I feel I have been given clarity and given a second chance at life. I walk the path of a healer, of an empath, of someone who is given sacred knowledge, but also burdened with the truth of life and death. To say there's nothing but what we can physically see is an answer much easier to accept in life, but it doesn't mean it's truth. It means nothing of what we do in our life has an effect, has no consequence, and given no meaning. Who are we to worry about what comes after life when we won't be there to experience it, right? But the truth of what a shaman holds is ancestral knowledge. It is an understanding of the universe, of the spirits, of nature, of everything physical and metaphysical interacting and affecting each other. It is much like that of a dance. We dance because we simply want to. We get sweaty, we get muscle soreness, but that feeling a dancer gets is everything above and more than just the physical movements. And those experiences is like the path and the knowledge of a shaman. We are everything physical yet walking that line of the things we cannot see, touch, smell, or taste.



I want to share some of my thoughts and experiences on the challenges of being a Hmong shaman. Some of these things elder shamans don't like to express mainly because talking about our emotions and feelings are somewhat taboo, especially for elder male shamans like my grandparents and great grandparents generation. One of the challenges I am still learning to overcome is the feeling of just not being competent enough when people, family, friends, and the community come to me seeking answers. Especially true when I first started by journey in my early 20s, I felt like I was just a college kid who had no idea what I was doing. At that stage in my shaman journey and in my life in general I was still searching for my own path. I had no idea what I wanted to do with my life and I always just took whatever opportunity life threw at me. Then here I was trying to help someone else with spiritual problems and sicknesses. It was hard and continues to be hard because I have that feeling of not having enough knowledge of my own culture. I have these feelings of uncertainty if what I'm doing is actually helping. I've had cases and clients who, although I knew the outcome would be bad, I could only give positive answers and pray and hope deeply that they would recover, only to know deep down they will not. I've had clients who have passed away a few days or weeks after seeking help from me. And this is a reminder to me that each of us are on our own path, we have our own karma, we have our own purpose and it doesn't matter what we do, we cannot change the outcome of someone's timeline. It use to affect me deeply when client's pass away or when I know they won't become better...unfortunately this is just something all people, not just shamans, have to go through.

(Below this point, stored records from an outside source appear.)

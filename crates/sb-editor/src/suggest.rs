//! Seam to the external text/image suggestion service.
//!
//! Both calls are opaque, fallible and asynchronous. Nothing is retried; a
//! failure leaves the node as it was.

use async_trait::async_trait;
use sb_core::props::{NodeProps, PropValue};
use serde::{Deserialize, Serialize};
use thiserror::Error;

#[derive(Debug, Clone, PartialEq, Error)]
pub enum SuggestError {
    #[error("suggestion service unavailable: {0}")]
    Transport(String),
    #[error("malformed suggestion: {0}")]
    Malformed(String),
}

#[derive(Debug, Clone, PartialEq, Serialize, Deserialize)]
#[serde(rename_all = "camelCase")]
pub struct TextRequest {
    pub prompt: String,
    pub node_type: String,
}

#[derive(Debug, Clone, PartialEq, Serialize, Deserialize)]
pub struct TextSuggestion {
    pub title: String,
    #[serde(default)]
    pub description: String,
}

impl TextSuggestion {
    /// Decode and check a service response.
    pub fn from_json(json: &str) -> Result<Self, SuggestError> {
        let s: Self = serde_json::from_str(json).map_err(|e| SuggestError::Malformed(e.to_string()))?;
        if s.title.trim().is_empty() && s.description.trim().is_empty() {
            return Err(SuggestError::Malformed("empty suggestion".into()));
        }
        Ok(s)
    }

    /// Prop assignments this suggestion makes on `props`: the title goes to
    /// the title-like field, the description (or the title when there is
    /// none) to the body field. Types with neither get nothing.
    pub fn assignments(&self, props: &NodeProps) -> Vec<(String, PropValue)> {
        let (title_key, body_key) = props.suggestion_slots();
        let body = if self.description.trim().is_empty() {
            &self.title
        } else {
            &self.description
        };
        title_key
            .map(|k| (k.to_owned(), PropValue::from(self.title.as_str())))
            .into_iter()
            .chain(body_key.map(|k| (k.to_owned(), PropValue::from(body.as_str()))))
            .collect()
    }
}

#[derive(Debug, Clone, PartialEq, Serialize, Deserialize)]
#[serde(rename_all = "camelCase")]
pub struct ImageEditRequest {
    /// `data:` URL of the current image.
    pub image_data: String,
    pub instruction: String,
}

#[derive(Debug, Clone, PartialEq, Serialize, Deserialize)]
#[serde(rename_all = "camelCase")]
pub struct ImageEdit {
    pub modified_image_data: String,
}

impl ImageEdit {
    pub fn from_json(json: &str) -> Result<Self, SuggestError> {
        let edit: Self = serde_json::from_str(json).map_err(|e| SuggestError::Malformed(e.to_string()))?;
        edit.checked()
    }

    /// Only inline images are accepted back.
    pub fn checked(self) -> Result<Self, SuggestError> {
        if self.modified_image_data.starts_with("data:image/") {
            Ok(self)
        } else {
            Err(SuggestError::Malformed("response is not an inline image".into()))
        }
    }
}

#[async_trait(?Send)]
pub trait SuggestionService {
    async fn suggest_text(&self, request: &TextRequest) -> Result<TextSuggestion, SuggestError>;

    async fn modify_image(&self, request: &ImageEditRequest) -> Result<ImageEdit, SuggestError>;
}
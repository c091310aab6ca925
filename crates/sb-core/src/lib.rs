pub mod color;
pub mod geometry;
pub mod id;
pub mod model;
pub mod props;
pub mod registry;

pub use color::Color;
pub use geometry::{ANCHOR_OFFSET, PAGE_HEIGHT, PAGE_WIDTH, Point, ViewTransform};
pub use id::{Clock, IdAllocator, NodeId, SystemClock};
pub use model::*;
pub use props::{ImageList, NodeKind, NodeProps, PropError, PropField, PropValue};
pub use registry::{PropControl, PropDefinition, Template, is_image_ref, lookup, sticker_presets, templates};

In the beginning of my path, I often felt like I was changing and given all this new information about what being a healer meant. Yet, everything and everyone around me stayed the same. I actually didn't know how to cope and deal with what I was going through intrinsically so I mainly kept my feelings and emotions to myself. I often felt like crying because I felt alone and not sure who to turn to that would understand. Even I, myself, didn't understand what was going on with me and how this path was going to change and impact my life and my family. And especially true in the very beginning stages of becoming a Hmong shaman, I was just very sensitive. Some shamans are energy readers and as you embark your new path you can sense everyone and their vibe, feelings, and emotions. I would walk into a friend or family member's home and I could sense the energy, the vibes in the room of the people, and it'd often become overwhelming. Sometimes too, spirits in the room or in the environment become overwhelming. And in these situations I'd simply leave. Even today when the energy in the room becomes too much to bare. I just leave the room or just go home. Being a shaman has impacted my professional life as well; having to take on careers or jobs that dealt less with people on a personal because the energy was too much to bare. I've had to learn to be okay removing myself from old relationships with friends and even family, and creating a new space that works for me. This means carving out space to be okay and I think this can be applied to all walks and parts of our life.

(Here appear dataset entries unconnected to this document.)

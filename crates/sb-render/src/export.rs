//! Standalone artifacts: the interactive HTML document and the spread markup
//! handed to a rasterizer.
//!
//! The exported document carries no widget logic of its own. Every node's
//! closed and open markup is baked from [`describe`] at export time and the
//! embedded script only swaps between the two, so the document can never
//! drift from the editor.

use crate::html::{escape, to_html};
use crate::page::{RenderContext, page_view};
use crate::view::View;
use crate::widgets::{STYLESHEET, describe};
use sb_core::color::normalize_hex;
use sb_core::model::{Page, Scrapbook};
use serde::{Deserialize, Serialize};
use std::collections::BTreeMap;
use thiserror::Error;

const NAV_SCRIPT: &str = include_str!("export.js");

#[derive(Debug, Error)]
pub enum ExportError {
    #[error("could not serialize scrapbook: {0}")]
    Serialize(#[from] serde_json::Error),
    #[error("rasterizer failed: {0}")]
    Rasterize(String),
    #[error("an export is already running")]
    InProgress,
    #[error("page {index} is out of range ({count} pages)")]
    PageOutOfRange { index: usize, count: usize },
}

/// Knobs for the exported document.
#[derive(Debug, Clone, PartialEq, Serialize, Deserialize)]
#[serde(default, rename_all = "camelCase")]
pub struct ExportOptions {
    /// `lang` attribute of the document.
    pub lang: String,
    pub page_background: String,
    /// Colour behind the book.
    pub backdrop: String,
    pub draw_connections: bool,
}

impl Default for ExportOptions {
    fn default() -> Self {
        Self {
            lang: "en".into(),
            page_background: "#ffffff".into(),
            backdrop: "#f1f5f9".into(),
            draw_connections: true,
        }
    }
}

impl ExportOptions {
    fn colour(value: &str, fallback: &str) -> String {
        normalize_hex(value).unwrap_or_else(|| {
            log::warn!("export colour {value:?} is not a hex colour, using {fallback}");
            fallback.to_owned()
        })
    }

    fn page_background(&self) -> String {
        Self::colour(&self.page_background, "#ffffff")
    }

    fn backdrop(&self) -> String {
        Self::colour(&self.backdrop, "#f1f5f9")
    }
}

/// `<title or 'scrapbook'>_page_<n>.png`, with `n` one-based.
pub fn image_filename(title: &str, page_index: usize) -> String {
    let title = if title.is_empty() { "scrapbook" } else { title };
    format!("{title}_page_{}.png", page_index + 1)
}

/// Download name of the standalone document.
pub fn document_filename(book: &Scrapbook) -> String {
    format!("{}_interactive.html", book.display_title())
}

fn export_page(page: &Page, options: &ExportOptions) -> View {
    let view = if options.draw_connections {
        page_view(page, RenderContext::Static)
    } else {
        let bare = Page {
            connections: Vec::new(),
            ..page.clone()
        };
        page_view(&bare, RenderContext::Static)
    };
    view.style("background-color", options.page_background())
}

/// Two pages side by side starting at `start`. A missing right page is
/// rendered blank.
pub fn spread_view(book: &Scrapbook, start: usize, options: &ExportOptions) -> Result<View, ExportError> {
    let count = book.page_count();
    let left = book
        .page(start)
        .ok_or(ExportError::PageOutOfRange { index: start, count })?;
    let right = match book.page(start + 1) {
        Some(page) => export_page(page, options),
        None => View::div("sb-page")
            .class("sb-blank")
            .style("background-color", options.page_background()),
    };
    Ok(View::div("sb-spread")
        .child(export_page(left, options))
        .child(right))
}

/// Self-contained markup of one spread, styles included. This is what the
/// image export rasterizes.
pub fn spread_html(book: &Scrapbook, start: usize, options: &ExportOptions) -> Result<String, ExportError> {
    let view = spread_view(book, start, options)?;
    Ok(format!("<style>{STYLESHEET}</style>{}", to_html(&view)))
}

#[derive(Serialize)]
struct Payload<'a> {
    book: &'a Scrapbook,
    /// Baked page markup in stored state.
    pages: Vec<String>,
    /// `"<page>:<node>"` → `[closed, open]` widget markup.
    views: BTreeMap<String, [String; 2]>,
    /// `"<page>:<node>"` → initial `isOpen`.
    state: BTreeMap<String, bool>,
}

fn payload<'a>(book: &'a Scrapbook, options: &ExportOptions) -> Payload<'a> {
    let mut views = BTreeMap::new();
    let mut state = BTreeMap::new();
    for (index, page) in book.pages.iter().enumerate() {
        for node in &page.nodes {
            let key = format!("{index}:{}", node.id);
            views.insert(
                key.clone(),
                [to_html(&describe(node, false)), to_html(&describe(node, true))],
            );
            state.insert(key, node.is_open);
        }
    }
    Payload {
        book,
        pages: book
            .pages
            .iter()
            .map(|p| to_html(&export_page(p, options)))
            .collect(),
        views,
        state,
    }
}

/// JSON that is safe inside a `<script>` element.
fn script_json<T: Serialize>(value: &T) -> Result<String, ExportError> {
    Ok(serde_json::to_string(value)?.replace('<', "\\u003c"))
}

/// The complete interactive document.
pub fn standalone_html(book: &Scrapbook, options: &ExportOptions) -> Result<String, ExportError> {
    let data = script_json(&payload(book, options))?;
    let title = escape(book.display_title());
    let lang = escape(&options.lang);
    let backdrop = options.backdrop();
    let page_bg = options.page_background();

    log::debug!(
        "exporting `{}`: {} pages, {} bytes of data",
        book.title,
        book.page_count(),
        data.len()
    );

    Ok(format!(
        r#"<!DOCTYPE html>
<html lang="{lang}">
<head>
<meta charset="utf-8">
<meta name="viewport" content="width=device-width, initial-scale=1">
<title>{title}</title>
<style>
body{{margin:0;min-height:100vh;display:flex;flex-direction:column;align-items:center;justify-content:center;gap:24px;background:{backdrop};font-family:sans-serif;overflow:hidden}}
.sb-heading{{margin:0;font-size:20px;font-weight:800;color:#1e293b}}
.sb-stage{{position:relative}}
.sb-book{{position:absolute;top:0;left:0;display:flex;width:1600px;height:1120px;transform-origin:top left;box-shadow:0 25px 50px -12px rgba(0,0,0,.25)}}
.sb-slot{{width:800px;height:1120px;background:{page_bg};overflow:hidden}}
.sb-slot.sb-blank{{opacity:.6}}
.sb-nav{{display:flex;align-items:center;gap:16px}}
.sb-arrow{{width:44px;height:44px;border:0;border-radius:9999px;background:#fff;color:#1e293b;font-size:18px;cursor:pointer;box-shadow:0 4px 6px -1px rgba(0,0,0,.1)}}
.sb-arrow:disabled{{opacity:.3;cursor:default}}
.sb-dots{{display:flex;gap:8px}}
.sb-dot{{width:8px;height:8px;padding:0;border:0;border-radius:9999px;background:#cbd5e1;cursor:pointer;transition:all .3s}}
.sb-dot.sb-active{{width:24px;background:#6366f1}}
{STYLESHEET}
</style>
</head>
<body>
<h1 class="sb-heading">{title}</h1>
<div class="sb-stage" id="sb-stage">
<div class="sb-book" id="sb-book"><div class="sb-slot" id="sb-left"></div><div class="sb-slot" id="sb-right"></div></div>
</div>
<div class="sb-nav">
<button type="button" class="sb-arrow" id="sb-prev" title="Previous">&#8592;</button>
<div class="sb-dots" id="sb-dots"></div>
<button type="button" class="sb-arrow" id="sb-next" title="Next">&#8594;</button>
</div>
<script id="sb-data" type="application/json">{data}</script>
<script>
{NAV_SCRIPT}
</script>
</body>
</html>
"#
    ))
}

#[cfg(test)]
mod tests {
    use super::*;
    use pretty_assertions::assert_eq;
    use sb_core::{Connection, Node, NodeId, NodeKind, NodeProps, Point};

    fn book() -> Scrapbook {
        let mut book = Scrapbook::new(1000, "My Trip", "travel", 3, 0);
        let mut env = Node::new(
            NodeId(2000),
            NodeProps::defaults(NodeKind::Envelope),
            Point::new(100.0, 100.0),
            "https://img.test/a.png",
        );
        env.props
            .set("letterText", "</script><script>alert(1)</script>".into())
            .unwrap();
        let poster = Node::new(
            NodeId(2001),
            NodeProps::defaults(NodeKind::Wanted),
            Point::new(400.0, 300.0),
            "",
        );
        book.pages[0].nodes = vec![env, poster];
        book.pages[0].connections = vec![Connection::new(NodeId(2000), NodeId(2001))];
        book
    }

    #[test]
    fn filenames() {
        assert_eq!(image_filename("My Trip", 2), "My Trip_page_3.png");
        assert_eq!(image_filename("", 0), "scrapbook_page_1.png");
        assert_eq!(document_filename(&book()), "My Trip_interactive.html");
    }

    #[test]
    fn embedded_data_cannot_close_the_script() {
        let html = standalone_html(&book(), &ExportOptions::default()).unwrap();
        let start = html.find("<script id=\"sb-data\"").unwrap();
        let body = &html[start..];
        let end = body.find("</script>").unwrap();
        assert!(!body[..end]["<script".len()..].contains('<'));
    }

    #[test]
    fn embedded_data_round_trips() {
        let book = book();
        let html = standalone_html(&book, &ExportOptions::default()).unwrap();
        let start = html.find("application/json\">").unwrap() + "application/json\">".len();
        let end = start + html[start..].find("</script>").unwrap();
        let data: serde_json::Value = serde_json::from_str(&html[start..end]).unwrap();
        let back: Scrapbook = serde_json::from_value(data["book"].clone()).unwrap();
        assert_eq!(back, book);
        assert_eq!(data["pages"].as_array().unwrap().len(), 3);
        assert_eq!(data["state"]["0:2000"], serde_json::json!(false));
    }

    #[test]
    fn view_table_matches_live_markup() {
        let book = book();
        let html = standalone_html(&book, &ExportOptions::default()).unwrap();
        let start = html.find("application/json\">").unwrap() + "application/json\">".len();
        let end = start + html[start..].find("</script>").unwrap();
        let data: serde_json::Value = serde_json::from_str(&html[start..end]).unwrap();

        let node = &book.pages[0].nodes[0];
        let live = crate::page::page_html(
            &book.pages[0],
            RenderContext::editing(Some(node.id), None),
        );
        let closed = data["views"]["0:2000"][0].as_str().unwrap();
        let open = data["views"]["0:2000"][1].as_str().unwrap();
        assert!(live.contains(closed));
        assert_eq!(open, to_html(&describe(node, true)));
    }

    #[test]
    fn odd_page_count_leaves_blank_right_page() {
        let book = book();
        let last = spread_view(&book, 2, &ExportOptions::default()).unwrap();
        let html = to_html(&last);
        assert!(html.contains("class=\"sb-page sb-blank\""));
        assert!(matches!(
            spread_view(&book, 3, &ExportOptions::default()),
            Err(ExportError::PageOutOfRange { index: 3, count: 3 })
        ));
    }

    #[test]
    fn connections_can_be_left_out() {
        let options = ExportOptions {
            draw_connections: false,
            ..ExportOptions::default()
        };
        let html = spread_html(&book(), 0, &options).unwrap();
        assert!(!html.contains("<path "));
        let html = spread_html(&book(), 0, &ExportOptions::default()).unwrap();
        assert_eq!(html.matches("<path ").count(), 1);
    }

    #[test]
    fn bad_colours_fall_back() {
        let options = ExportOptions {
            backdrop: "red;}</style>".into(),
            ..ExportOptions::default()
        };
        let html = standalone_html(&book(), &options).unwrap();
        assert!(html.contains("background:#f1f5f9"));
    }
}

Maybe it's just me, but in some way Hmong shamans are always a little sad all the time. Being depressed or having anxiety is nothing new to Hmong shamans. It's still something we don't like to talk about, maybe because mental health in itself is a topic yet to bring more awareness to in our community. But for a lot of Hmong shamans, one of the "symptoms" of shaman sickness is depression. And although I've overcome depression, in some way I'm always a little sad all the time and for reasons I don't even understand why. Perhaps my shaman guides are sad. Maybe it's just me unconsciously knowing that life is nothing but a temporary experience and that's why I'm always sad. I don't know. But I am reminded of all the beautiful things we get to experience in this life and memories we get to take with us even if we're on our last breath, that makes me happy.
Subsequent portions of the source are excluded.